A small town in California is fighting the country’s largest banks which allow their repo homes to deteriorate and contribute to neighborhood blight.

Last year, the desert town of Indio has enacted a law that authorized city officials to charge banking companies with criminal misdemeanors if they allow their repo homes in Indio to deteriorate into blighted conditions.

Indio was forced to criminalize things such as neglecting algae in pools because the whole town of Indio was being blighted by abandoned repo homes.

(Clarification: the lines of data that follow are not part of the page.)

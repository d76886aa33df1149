// Map Tracking Inspector
// Copyright (C) 2024 [Your Name]
//
// This program is free software: you can redistribute it and/or modify
// it under the terms of the GNU Affero General Public License as published
// by the Free Software Foundation, either version 3 of the License, or
// (at your option) any later version.

use std::env;
use std::fs;

use map_tracking::{Config, Location, MapTracker};

fn usage() {
    eprintln!("Usage: map-tracking-inspect <locations.json> [config.toml]");
    eprintln!();
    eprintln!("  locations.json  Array of {{ name, outdoors, warps: [{{ target }}] }}");
    eprintln!("  config.toml     Optional tracker configuration");
}

fn main() {
    tracing_subscriber::fmt::init();

    let args: Vec<String> = env::args().collect();
    let locations_path = match args.get(1) {
        Some(p) => p,
        None => {
            usage();
            return;
        }
    };

    println!("===========================================");
    println!("           Map Tracking Inspector");
    println!("===========================================");
    println!();

    // Load config if given, otherwise run on defaults
    let config = match args.get(2) {
        Some(path) => match Config::load(path) {
            Ok(cfg) => {
                println!("[+] Loaded config from {}", path);
                cfg
            }
            Err(e) => {
                eprintln!("[!] {}", e);
                return;
            }
        },
        None => Config::default(),
    };

    // Load the world snapshot
    let contents = match fs::read_to_string(locations_path) {
        Ok(c) => c,
        Err(e) => {
            eprintln!("[!] Failed to read {}: {}", locations_path, e);
            return;
        }
    };
    let locations: Vec<Location> = match serde_json::from_str(&contents) {
        Ok(l) => l,
        Err(e) => {
            eprintln!("[!] Failed to parse {}: {}", locations_path, e);
            return;
        }
    };
    println!("[+] Loaded {} locations from {}", locations.len(), locations_path);

    let mut tracker = MapTracker::new(config);
    tracker.rebuild_locations(&locations);

    println!();
    println!("{:<28} {:<10} {:<20} {}", "LOCATION", "KIND", "ROOT", "MAP PIXEL");
    println!("{}", "-".repeat(76));

    let mut names: Vec<&Location> = locations.iter().collect();
    names.sort_by(|a, b| a.name.cmp(&b.name));

    for location in names {
        let ctx = &tracker.contexts()[&location.name];
        let kind = match ctx.kind {
            Some(k) => format!("{:?}", k),
            None => "?".to_string(),
        };
        let root = ctx.root.as_deref().unwrap_or("-");

        let pixel = tracker.locate(&location.name, None);
        let pixel_str = if pixel.is_off_map() {
            "(off map)".to_string()
        } else {
            format!("({}, {})", pixel.x, pixel.y)
        };

        println!("{:<28} {:<10} {:<20} {}", location.name, kind, root, pixel_str);
    }

    println!();
    let unresolved = tracker
        .contexts()
        .values()
        .filter(|c| c.root.is_none())
        .count();
    if unresolved > 0 {
        println!("[!] {} location(s) have no reachable outdoor root", unresolved);
    } else {
        println!("[+] Every location resolved to an outdoor root");
    }
}
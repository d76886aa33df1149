// Location graph classification
//
// The world is a directed graph of named locations connected by warps. Every
// interior ultimately chains out to an outdoor region; markers for indoor
// entities are grouped and layered by that outdoor root. Classification walks
// the warp graph once per snapshot and is rebuilt wholesale whenever the
// location set changes (a new building, a removed cabin).

use std::collections::{HashMap, HashSet};

use serde::Deserialize;

// =============================================================================
// DATA STRUCTURES
// =============================================================================

/// A directed passage to another location
#[derive(Debug, Clone, Deserialize)]
pub struct Warp {
    /// Name of the target location; may no longer exist
    pub target: String,
}

impl Warp {
    pub fn to(target: &str) -> Self {
        Self {
            target: target.to_string(),
        }
    }
}

/// Caller-supplied snapshot of one world location
#[derive(Debug, Clone, Deserialize)]
pub struct Location {
    pub name: String,
    pub outdoors: bool,
    /// Outgoing warps in their defined order
    #[serde(default)]
    pub warps: Vec<Warp>,
}

impl Location {
    pub fn new(name: &str, outdoors: bool, warp_targets: &[&str]) -> Self {
        Self {
            name: name.to_string(),
            outdoors,
            warps: warp_targets.iter().map(|t| Warp::to(t)).collect(),
        }
    }
}

/// What a location is, relative to the overview map
#[derive(Debug, Clone, Copy, PartialEq, Eq)]
pub enum LocationKind {
    /// A root region drawn directly on the map
    Outdoors,
    /// An interior with a warp chain that saw an outdoor target
    Indoors,
    /// A nested interior reached only through other interiors
    Room,
}

/// Classification of one location
#[derive(Debug, Clone, Default, PartialEq)]
pub struct LocationContext {
    /// `None` until the warp walk classifies the location
    pub kind: Option<LocationKind>,
    /// The outdoor region this location ultimately connects to; `None` when
    /// no root was reachable this pass
    pub root: Option<String>,
}

impl LocationContext {
    pub fn is_outdoors(&self) -> bool {
        self.kind == Some(LocationKind::Outdoors)
    }
}

// =============================================================================
// CLASSIFICATION
// =============================================================================

/// Classify every location in the snapshot.
///
/// Each location gets a context entry even when its root stays unresolved.
/// The walk follows warps in their defined order and takes the first one that
/// reaches an outdoor root; it is a first-found policy, not shortest-path.
/// Re-running on an unchanged snapshot yields identical output.
pub fn classify(locations: &[Location]) -> HashMap<String, LocationContext> {
    let by_name: HashMap<&str, &Location> =
        locations.iter().map(|l| (l.name.as_str(), l)).collect();

    let mut contexts = HashMap::new();
    for location in locations {
        let mut visited = HashSet::new();
        resolve_root(location, &by_name, &mut contexts, &mut visited, None, false);
    }
    contexts
}

/// Walk warps out of `location` until an outdoor root is found.
///
/// Self-loops and immediate back-edges are skipped; the visited set bounds
/// the walk on arbitrary warp cycles. Returns the root name when one was
/// reached through any warp, recording kind and root for every location on
/// the successful chain.
fn resolve_root<'a>(
    location: &'a Location,
    by_name: &HashMap<&str, &'a Location>,
    contexts: &mut HashMap<String, LocationContext>,
    visited: &mut HashSet<&'a str>,
    prev: Option<&str>,
    mut has_outdoor_warp: bool,
) -> Option<String> {
    if location.outdoors {
        let ctx = contexts.entry(location.name.clone()).or_default();
        ctx.kind = Some(LocationKind::Outdoors);
        ctx.root = Some(location.name.clone());
        return Some(location.name.clone());
    }

    contexts.entry(location.name.clone()).or_default();

    // Each top-level resolution visits an interior at most once
    if !visited.insert(location.name.as_str()) {
        return None;
    }

    for warp in &location.warps {
        let target = match by_name.get(warp.target.as_str()) {
            Some(t) => *t,
            None => continue,
        };

        // Self-loops and immediate back-edges never lead anywhere new
        if warp.target == location.name || prev == Some(warp.target.as_str()) {
            continue;
        }

        if target.outdoors {
            has_outdoor_warp = true;
        }

        // A direct outdoor warp makes this an indoor building; a chain of
        // interior-only warps makes it a nested room
        let kind = if has_outdoor_warp {
            LocationKind::Indoors
        } else {
            LocationKind::Room
        };

        if let Some(root) = resolve_root(
            target,
            by_name,
            contexts,
            visited,
            Some(location.name.as_str()),
            has_outdoor_warp,
        ) {
            let ctx = contexts.entry(location.name.clone()).or_default();
            ctx.kind = Some(kind);
            ctx.root = Some(root.clone());
            return Some(root);
        }
    }

    // Dead end for this pass; a later start point may still resolve it
    None
}
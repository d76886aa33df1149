// Map Tracking - location graph and map projection engine
// Copyright (C) 2024 [Your Name]
//
// This program is free software: you can redistribute it and/or modify
// it under the terms of the GNU Affero General Public License as published
// by the Free Software Foundation, either version 3 of the License, or
// (at your option) any later version.
//
// This program is distributed in the hope that it will be useful,
// but WITHOUT ANY WARRANTY; without even the implied warranty of
// MERCHANTABILITY or FITNESS FOR A PARTICULAR PURPOSE. See the
// GNU Affero General Public License for more details.
//
// You should have received a copy of the GNU Affero General Public License
// along with this program. If not, see <https://www.gnu.org/licenses/>.

// =============================================================================
// MODULES
// =============================================================================

pub mod alerts;
pub mod buildings;
pub mod catalog;
pub mod config;
pub mod location_graph;
pub mod markers;
pub mod mines;
pub mod projection;
pub mod sync;
pub mod tracker;

// =============================================================================
// RE-EXPORTS
// =============================================================================

pub use alerts::{AlertFlags, Severity};
pub use buildings::{building_overrides, BuildingMarker, FarmBuilding};
pub use catalog::{CatalogError, MapVector, VectorCatalog};
pub use config::{Config, ConfigError};
pub use location_graph::{classify, Location, LocationContext, LocationKind, Warp};
pub use markers::CharacterMarker;
pub use mines::{canonicalize, MineRules};
pub use projection::{MapPixel, MapProjector, PixelOverrides, Projection};
pub use sync::{SyncedLocation, SyncedLocationData};
pub use tracker::{CharacterSnapshot, FarmerSnapshot, MapTracker};
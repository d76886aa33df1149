// Reference point catalog - tile-to-pixel calibration data
//
// Every projectable location carries an ordered list of map vectors, each
// binding one in-world tile to one pixel on the overview map. Large outdoor
// regions have several vectors, fixed rooms have exactly one. The table is
// layered: a compiled-in base table, optionally replaced by a JSON file and
// extended by a second JSON file of custom entries. Merging happens once at
// build time; the resulting catalog is read-only.

use std::collections::HashMap;
use std::fs;
use std::path::Path;

use once_cell::sync::Lazy;
use serde::{Deserialize, Serialize};

// =============================================================================
// DATA STRUCTURES
// =============================================================================

/// A calibration point binding one in-world tile to one map pixel
#[derive(Debug, Clone, Copy, PartialEq, Serialize, Deserialize)]
pub struct MapVector {
    /// Pixel X on the overview map
    pub map_x: i32,
    /// Pixel Y on the overview map
    pub map_y: i32,
    /// Tile X inside the location (0 for fixed single-point locations)
    #[serde(default)]
    pub tile_x: i32,
    /// Tile Y inside the location (0 for fixed single-point locations)
    #[serde(default)]
    pub tile_y: i32,
}

impl MapVector {
    /// A vector anchored to a specific tile
    pub fn new(map_x: i32, map_y: i32, tile_x: i32, tile_y: i32) -> Self {
        Self {
            map_x,
            map_y,
            tile_x,
            tile_y,
        }
    }

    /// A fixed-position vector: every tile in the location projects here
    pub fn fixed(map_x: i32, map_y: i32) -> Self {
        Self::new(map_x, map_y, 0, 0)
    }
}

/// Error type for catalog loading
#[derive(Debug)]
pub enum CatalogError {
    /// Failed to read the catalog file
    ReadError(std::io::Error),
    /// Failed to parse the catalog file
    ParseError(serde_json::Error),
}

impl std::fmt::Display for CatalogError {
    fn fmt(&self, f: &mut std::fmt::Formatter<'_>) -> std::fmt::Result {
        match self {
            CatalogError::ReadError(e) => write!(f, "Failed to read catalog file: {}", e),
            CatalogError::ParseError(e) => write!(f, "Failed to parse catalog file: {}", e),
        }
    }
}

// =============================================================================
// BUILT-IN BASE TABLE
// =============================================================================

/// Base calibration table for the standard overview map.
///
/// Outdoor regions are anchored at their corners (and doorways where the art
/// distorts the tile grid); interiors get a single fixed point. Hosts with a
/// custom map replace this wholesale via `CatalogSettings::vectors_file`.
static BASE_VECTORS: Lazy<HashMap<String, Vec<MapVector>>> = Lazy::new(|| {
    let mut table = HashMap::new();

    // Outdoor regions
    table.insert(
        "Farm".to_string(),
        vec![
            MapVector::new(330, 237, 0, 0),
            MapVector::new(477, 345, 80, 65),
        ],
    );
    table.insert(
        "Town".to_string(),
        vec![
            MapVector::new(580, 238, 0, 0),
            MapVector::new(780, 251, 45, 2),
            MapVector::new(595, 420, 4, 109),
            MapVector::new(908, 430, 120, 110),
        ],
    );
    table.insert(
        "Forest".to_string(),
        vec![
            MapVector::new(250, 383, 0, 0),
            MapVector::new(554, 383, 120, 0),
            MapVector::new(250, 552, 0, 120),
            MapVector::new(554, 552, 120, 120),
        ],
    );
    table.insert(
        "Mountain".to_string(),
        vec![
            MapVector::new(718, 81, 0, 0),
            MapVector::new(968, 81, 135, 0),
            MapVector::new(718, 185, 0, 41),
            MapVector::new(968, 185, 135, 41),
        ],
    );
    table.insert(
        "Beach".to_string(),
        vec![
            MapVector::new(726, 541, 0, 0),
            MapVector::new(968, 541, 104, 0),
            MapVector::new(726, 648, 0, 50),
            MapVector::new(968, 648, 104, 50),
        ],
    );
    table.insert(
        "Desert".to_string(),
        vec![
            MapVector::new(22, 58, 0, 0),
            MapVector::new(200, 58, 50, 0),
            MapVector::new(22, 175, 0, 60),
            MapVector::new(200, 175, 50, 60),
        ],
    );
    table.insert(
        "BusStop".to_string(),
        vec![
            MapVector::new(508, 238, 0, 0),
            MapVector::new(570, 320, 35, 30),
        ],
    );
    table.insert(
        "Backwoods".to_string(),
        vec![
            MapVector::new(434, 92, 0, 0),
            MapVector::new(558, 210, 50, 40),
        ],
    );
    table.insert(
        "Railroad".to_string(),
        vec![
            MapVector::new(588, 10, 0, 0),
            MapVector::new(970, 78, 70, 62),
        ],
    );

    // Interiors and fixed points
    table.insert("Mine".to_string(), vec![MapVector::fixed(861, 59)]);
    table.insert("SkullCave".to_string(), vec![MapVector::fixed(68, 36)]);
    table.insert("Greenhouse".to_string(), vec![MapVector::fixed(393, 268)]);
    table.insert("FarmHouse".to_string(), vec![MapVector::fixed(470, 260)]);
    table.insert("FarmCave".to_string(), vec![MapVector::fixed(380, 244)]);
    table.insert("SeedShop".to_string(), vec![MapVector::fixed(696, 296)]);
    table.insert("Saloon".to_string(), vec![MapVector::fixed(714, 354)]);
    table.insert("Hospital".to_string(), vec![MapVector::fixed(677, 304)]);
    table.insert("Blacksmith".to_string(), vec![MapVector::fixed(852, 388)]);
    table.insert("ScienceHouse".to_string(), vec![MapVector::fixed(732, 148)]);
    table.insert("Tent".to_string(), vec![MapVector::fixed(784, 128)]);
    table.insert("CommunityCenter".to_string(), vec![MapVector::fixed(692, 204)]);
    table.insert("JoshHouse".to_string(), vec![MapVector::fixed(740, 320)]);
    table.insert("HaleyHouse".to_string(), vec![MapVector::fixed(652, 408)]);
    table.insert("SamHouse".to_string(), vec![MapVector::fixed(612, 396)]);
    table.insert("Trailer".to_string(), vec![MapVector::fixed(780, 360)]);
    table.insert("ManorHouse".to_string(), vec![MapVector::fixed(780, 417)]);
    table.insert("AnimalShop".to_string(), vec![MapVector::fixed(420, 392)]);
    table.insert("LeahHouse".to_string(), vec![MapVector::fixed(452, 436)]);
    table.insert("WizardHouse".to_string(), vec![MapVector::fixed(196, 352)]);
    table.insert("ElliottHouse".to_string(), vec![MapVector::fixed(826, 550)]);
    table.insert("FishShop".to_string(), vec![MapVector::fixed(844, 608)]);
    table.insert("Sewer".to_string(), vec![MapVector::fixed(380, 596)]);
    table.insert("SandyHouse".to_string(), vec![MapVector::fixed(40, 115)]);
    table.insert("Club".to_string(), vec![MapVector::fixed(60, 92)]);
    table.insert("WitchSwamp".to_string(), vec![MapVector::fixed(100, 460)]);

    table
});

// =============================================================================
// VECTOR CATALOG
// =============================================================================

/// Read-only lookup table: location name -> ordered calibration vectors
#[derive(Debug, Clone, Default)]
pub struct VectorCatalog {
    vectors: HashMap<String, Vec<MapVector>>,
}

impl VectorCatalog {
    /// An empty catalog (every lookup misses)
    pub fn empty() -> Self {
        Self::default()
    }

    /// The compiled-in base table for the standard overview map
    pub fn builtin() -> Self {
        Self {
            vectors: BASE_VECTORS.clone(),
        }
    }

    /// Parse a catalog from a JSON object: `{ "Location": [ { "map_x": .. }, .. ] }`
    pub fn from_json_str(json: &str) -> Result<Self, CatalogError> {
        let vectors: HashMap<String, Vec<MapVector>> =
            serde_json::from_str(json).map_err(CatalogError::ParseError)?;
        Ok(Self { vectors })
    }

    /// Load a catalog from a JSON file
    pub fn from_file<P: AsRef<Path>>(path: P) -> Result<Self, CatalogError> {
        let contents = fs::read_to_string(path.as_ref()).map_err(CatalogError::ReadError)?;
        Self::from_json_str(&contents)
    }

    /// Merge another catalog on top of this one.
    ///
    /// Entries replace whole per-location lists; the merged-in catalog wins
    /// for every location it names.
    pub fn merge(&mut self, other: VectorCatalog) {
        for (name, vectors) in other.vectors {
            self.vectors.insert(name, vectors);
        }
    }

    /// Calibration vectors for a location, if it is known
    pub fn get(&self, location_name: &str) -> Option<&[MapVector]> {
        self.vectors
            .get(location_name)
            .map(|v| v.as_slice())
            .filter(|v| !v.is_empty())
    }

    /// Whether the catalog has at least one vector for this location
    pub fn contains(&self, location_name: &str) -> bool {
        self.get(location_name).is_some()
    }

    /// Number of known locations
    pub fn location_count(&self) -> usize {
        self.vectors.len()
    }

    /// Total number of calibration vectors
    pub fn vector_count(&self) -> usize {
        self.vectors.values().map(|v| v.len()).sum()
    }
}

#[cfg(test)]
mod tests {
    use super::*;

    #[test]
    fn test_builtin_has_core_locations() {
        let catalog = VectorCatalog::builtin();
        assert!(catalog.contains("Farm"));
        assert!(catalog.contains("Town"));
        assert!(catalog.contains("Mine"));
        assert!(catalog.contains("SkullCave"));
        assert!(catalog.vector_count() > catalog.location_count());
    }

    #[test]
    fn test_fixed_vector_defaults_tiles_to_zero() {
        let catalog =
            VectorCatalog::from_json_str(r#"{ "Shed": [ { "map_x": 10, "map_y": 20 } ] }"#)
                .unwrap();
        let vectors = catalog.get("Shed").unwrap();
        assert_eq!(vectors[0], MapVector::fixed(10, 20));
    }

    #[test]
    fn test_merge_replaces_whole_entries() {
        let mut base = VectorCatalog::from_json_str(
            r#"{
                "Farm": [ { "map_x": 0, "map_y": 0 }, { "map_x": 9, "map_y": 9, "tile_x": 9, "tile_y": 9 } ],
                "Town": [ { "map_x": 5, "map_y": 5 } ]
            }"#,
        )
        .unwrap();
        let custom =
            VectorCatalog::from_json_str(r#"{ "Farm": [ { "map_x": 100, "map_y": 100 } ] }"#)
                .unwrap();

        base.merge(custom);

        assert_eq!(base.get("Farm").unwrap().len(), 1);
        assert_eq!(base.get("Farm").unwrap()[0], MapVector::fixed(100, 100));
        assert!(base.contains("Town"));
    }

    #[test]
    fn test_empty_vector_list_is_not_projectable() {
        let catalog = VectorCatalog::from_json_str(r#"{ "Void": [] }"#).unwrap();
        assert!(catalog.get("Void").is_none());
        assert!(!catalog.contains("Void"));
    }

    #[test]
    fn test_invalid_json_is_an_error() {
        assert!(VectorCatalog::from_json_str("not json").is_err());
    }
}
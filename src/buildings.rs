// Farm building overrides
//
// Constructed farm buildings move between saves, so their interiors carry a
// per-save unique name and no authored calibration points. Their map pixels
// are derived instead by projecting each building's door tile inside the farm
// region. The resulting table is consulted before any catalog lookup.

use std::collections::HashMap;

use crate::projection::{MapPixel, MapProjector, PixelOverrides};

/// The outdoor region buildings are placed in
pub const FARM_LOCATION: &str = "Farm";

/// Barn sprites hang a little above their door tile on the map art
const BARN_MARKER_NUDGE: i32 = 3;

/// Shift from the greenhouse anchor to its sprite center
const GREENHOUSE_OFFSET_X: i32 = 6;
const GREENHOUSE_OFFSET_Y: i32 = 9;

/// One constructed building, as supplied by the host
#[derive(Debug, Clone)]
pub struct FarmBuilding {
    /// Per-save unique interior name (e.g. "Barn1187022"); this is the name
    /// entities inside the building report as their location
    pub unique_name: String,
    /// Shared building type ("Barn", "Coop", "Shed", ...)
    pub building_type: String,
    /// Door tile inside the farm region
    pub tile_x: i32,
    pub tile_y: i32,
}

/// A building entry in the override table
#[derive(Debug, Clone, PartialEq)]
pub struct BuildingMarker {
    pub building_type: String,
    pub position: MapPixel,
}

/// Compute the per-save pixel override table from the farm's buildings.
///
/// Buildings with a missing interior name are skipped. The greenhouse has a
/// fixed calibration point and joins the table once unlocked.
pub fn building_overrides(
    buildings: &[FarmBuilding],
    greenhouse_unlocked: bool,
    projector: &MapProjector,
) -> HashMap<String, BuildingMarker> {
    let mut overrides = HashMap::new();
    let no_overrides = PixelOverrides::new();

    for building in buildings {
        // Some interiors report the literal string "null"
        if building.unique_name.is_empty() || building.unique_name == "null" {
            continue;
        }

        let mut position = projector.project(
            FARM_LOCATION,
            Some((building.tile_x, building.tile_y)),
            &no_overrides,
        );
        if building.building_type.contains("Barn") {
            position.y += BARN_MARKER_NUDGE;
        }

        overrides.insert(
            building.unique_name.clone(),
            BuildingMarker {
                building_type: building.building_type.clone(),
                position,
            },
        );
    }

    if greenhouse_unlocked {
        let mut position = projector.project("Greenhouse", None, &no_overrides);
        position.x -= GREENHOUSE_OFFSET_X;
        position.y -= GREENHOUSE_OFFSET_Y;
        overrides.insert(
            "Greenhouse".to_string(),
            BuildingMarker {
                building_type: "Greenhouse".to_string(),
                position,
            },
        );
    }

    overrides
}

#[cfg(test)]
mod tests {
    use super::*;
    use crate::catalog::VectorCatalog;
    use crate::mines::MineRules;

    fn projector() -> MapProjector {
        let catalog = VectorCatalog::from_json_str(
            r#"{
                "Farm": [
                    { "map_x": 0, "map_y": 0, "tile_x": 0, "tile_y": 0 },
                    { "map_x": 100, "map_y": 100, "tile_x": 100, "tile_y": 100 }
                ],
                "Greenhouse": [ { "map_x": 393, "map_y": 268 } ]
            }"#,
        )
        .unwrap();
        MapProjector::new(catalog, MineRules::default())
    }

    fn building(unique_name: &str, building_type: &str, tile_x: i32, tile_y: i32) -> FarmBuilding {
        FarmBuilding {
            unique_name: unique_name.to_string(),
            building_type: building_type.to_string(),
            tile_x,
            tile_y,
        }
    }

    #[test]
    fn test_building_projects_through_farm_region() {
        let overrides = building_overrides(
            &[building("Coop42", "Coop", 30, 40)],
            false,
            &projector(),
        );
        assert_eq!(overrides["Coop42"].position, MapPixel::new(30, 40));
        assert_eq!(overrides["Coop42"].building_type, "Coop");
    }

    #[test]
    fn test_barn_marker_is_nudged_down() {
        let overrides = building_overrides(
            &[
                building("Barn7", "Deluxe Barn", 30, 40),
                building("Coop8", "Coop", 30, 40),
            ],
            false,
            &projector(),
        );
        assert_eq!(overrides["Barn7"].position, MapPixel::new(30, 43));
        assert_eq!(overrides["Coop8"].position, MapPixel::new(30, 40));
    }

    #[test]
    fn test_nameless_interiors_are_skipped() {
        let overrides = building_overrides(
            &[building("", "Shed", 1, 1), building("null", "Shed", 2, 2)],
            false,
            &projector(),
        );
        assert!(overrides.is_empty());
    }

    #[test]
    fn test_greenhouse_joins_once_unlocked() {
        let locked = building_overrides(&[], false, &projector());
        assert!(!locked.contains_key("Greenhouse"));

        let unlocked = building_overrides(&[], true, &projector());
        assert_eq!(
            unlocked["Greenhouse"].position,
            MapPixel::new(393 - 6, 268 - 9)
        );
    }
}
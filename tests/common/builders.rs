//! Graph builders shared by the integration tests

use super::nodes::CountingNode;
use slotflow::graph::{Graph, NodeId};
use slotflow::node::nodes::ConstantSourceNode;
use std::sync::atomic::AtomicUsize;
use std::sync::Arc;
use std::time::Duration;

/// `source -> a -> b -> c`, every counting node sharing one run counter per node.
pub struct ChainGraph {
    pub graph: Graph,
    pub source: NodeId,
    pub nodes: Vec<NodeId>,
    pub runs: Vec<Arc<AtomicUsize>>,
}

pub struct ChainBuilder {
    rows: Vec<String>,
    factories: Vec<Box<dyn Fn(Arc<AtomicUsize>) -> CountingNode>>,
}

impl ChainBuilder {
    pub fn new(rows: &[&str]) -> Self {
        Self {
            rows: rows.iter().map(|row| row.to_string()).collect(),
            factories: Vec::new(),
        }
    }

    pub fn counting(mut self) -> Self {
        self.factories.push(Box::new(CountingNode::new));
        self
    }

    pub fn failing(mut self) -> Self {
        self.factories.push(Box::new(CountingNode::failing));
        self
    }

    pub fn panicking(mut self) -> Self {
        self.factories.push(Box::new(CountingNode::panicking));
        self
    }

    pub fn broken_strategy(mut self) -> Self {
        self.factories.push(Box::new(CountingNode::broken_strategy));
        self
    }

    pub fn slow(mut self, delay: Duration) -> Self {
        self.factories
            .push(Box::new(move |runs| CountingNode::slow(runs, delay)));
        self
    }

    pub fn build(self) -> ChainGraph {
        let mut graph = Graph::default();
        let rows: Vec<&str> = self.rows.iter().map(String::as_str).collect();
        let source = graph.add_named_node(Box::new(ConstantSourceNode::texts(&rows)), "source");

        let mut nodes = Vec::new();
        let mut runs = Vec::new();
        let mut previous = source;
        for (index, make) in self.factories.iter().enumerate() {
            let counter = Arc::new(AtomicUsize::new(0));
            let node = graph.add_named_node(Box::new(make(counter.clone())), format!("node-{}", index));
            graph
                .connect_slots(previous, "output", node, "input")
                .expect("chain edge");
            nodes.push(node);
            runs.push(counter);
            previous = node;
        }

        ChainGraph {
            graph,
            source,
            nodes,
            runs,
        }
    }
}
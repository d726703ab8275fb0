//! Slot declarations and typed slot tables.

use crate::data::annotation::AnnotationSet;
use crate::data::item::DataItem;
use crate::data::table::{DataRow, DataTable};
use crate::data::types::{DataTypeId, DataTypeRegistry};
use crate::error::{EngineError, Result};
use serde::{Deserialize, Serialize};
use std::fmt;

/// Whether a slot is an input or output.
#[derive(Debug, Clone, Copy, PartialEq, Eq, Hash, Serialize, Deserialize)]
#[serde(rename_all = "lowercase")]
pub enum SlotDirection {
    Input,
    Output,
}

impl SlotDirection {
    pub fn as_str(self) -> &'static str {
        match self {
            SlotDirection::Input => "input",
            SlotDirection::Output => "output",
        }
    }
}

impl fmt::Display for SlotDirection {
    fn fmt(&self, f: &mut fmt::Formatter<'_>) -> fmt::Result {
        f.write_str(self.as_str())
    }
}

/// Declaration of a slot: name, accepted type, optionality.
#[derive(Debug, Clone, PartialEq, Eq, Serialize, Deserialize)]
pub struct SlotInfo {
    pub name: String,
    pub data_type: DataTypeId,
    #[serde(default)]
    pub optional: bool,
}

impl SlotInfo {
    pub fn new(name: impl Into<String>, data_type: impl Into<DataTypeId>) -> Self {
        Self {
            name: name.into(),
            data_type: data_type.into(),
            optional: false,
        }
    }

    pub fn optional(mut self) -> Self {
        self.optional = true;
        self
    }
}

/// A slot's declaration plus its row table.
///
/// Insertion is checked against the declared type; rows never change once added.
#[derive(Debug, Clone)]
pub struct DataSlot {
    info: SlotInfo,
    direction: SlotDirection,
    table: DataTable,
}

impl DataSlot {
    pub fn new(info: SlotInfo, direction: SlotDirection) -> Self {
        Self {
            info,
            direction,
            table: DataTable::new(),
        }
    }

    pub fn info(&self) -> &SlotInfo {
        &self.info
    }

    pub fn name(&self) -> &str {
        &self.info.name
    }

    pub fn direction(&self) -> SlotDirection {
        self.direction
    }

    pub fn table(&self) -> &DataTable {
        &self.table
    }

    pub fn into_table(self) -> DataTable {
        self.table
    }

    pub fn len(&self) -> usize {
        self.table.len()
    }

    pub fn is_empty(&self) -> bool {
        self.table.is_empty()
    }

    /// Append an item; fails if its type is not assignable to the slot type.
    pub fn add_row(
        &mut self,
        registry: &DataTypeRegistry,
        item: DataItem,
        annotations: AnnotationSet,
    ) -> Result<()> {
        self.check_type(registry, &item)?;
        self.table.add_row(item, annotations);
        Ok(())
    }

    /// Append an existing row (keeping its original index) after a type check.
    pub fn push_row(&mut self, registry: &DataTypeRegistry, row: DataRow) -> Result<()> {
        self.check_type(registry, &row.item)?;
        self.table.push_row(row);
        Ok(())
    }

    fn check_type(&self, registry: &DataTypeRegistry, item: &DataItem) -> Result<()> {
        let found = item.data_type();
        if registry.is_assignable(&found, &self.info.data_type) {
            Ok(())
        } else {
            Err(EngineError::TypeMismatch {
                expected: self.info.data_type.to_string(),
                found: found.to_string(),
                context: format!("{} slot '{}'", self.direction, self.info.name),
            })
        }
    }
}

In the past several years, houses sprouted in Indio as failing date farms were turned into subdivisions by investors. When the mortgage market collapsed, the town became littered with repo homes, with 1 house in every 10 housing units receiving a default notice or foreclosure filing.

Brad Ramos, the town’s longtime police chief, said the entire town was falling apart because the country’s leading banks which now own Indio’s repo homes were ignoring the run-down conditions of the repo homes.

Gene Gilbert, mayor pro tem of Indio, said if the town allows the banks to neglect their repo homes, the town would suffer from a depressed local real estate market for the next several years.

In one instance, police chief Ramos warned Citigroup’s office in Saint Louis in a long-distance call to fix an algae-infested pool in one of their repo homes or be served with a warrant of arrest.

Citigroup later paid a fine of $3,450 to the town of Indio and then sent a crew to clean the pool.

After the banks realized that Indio was serious about its law, J.P. Morgan Chase’s Washington Mutual sent a real estate broker to water dead grass in one of its repo homes. Fannie Mae paid some people $7,000 to fix broken windows and remove a dead tree from a yard.

Countrywide, among the banks with the most number of repo homes in the area, has hired local real estate brokers to maintain its repo homes.

Indio is part of the Coachella Valley, which was developed as the eastern frontier of the Los Angeles market during the housing boom. In the year 2000, it had only around 49,000 residents. The housing boom encouraged migration to the town to increase it to about 81,000 residents today.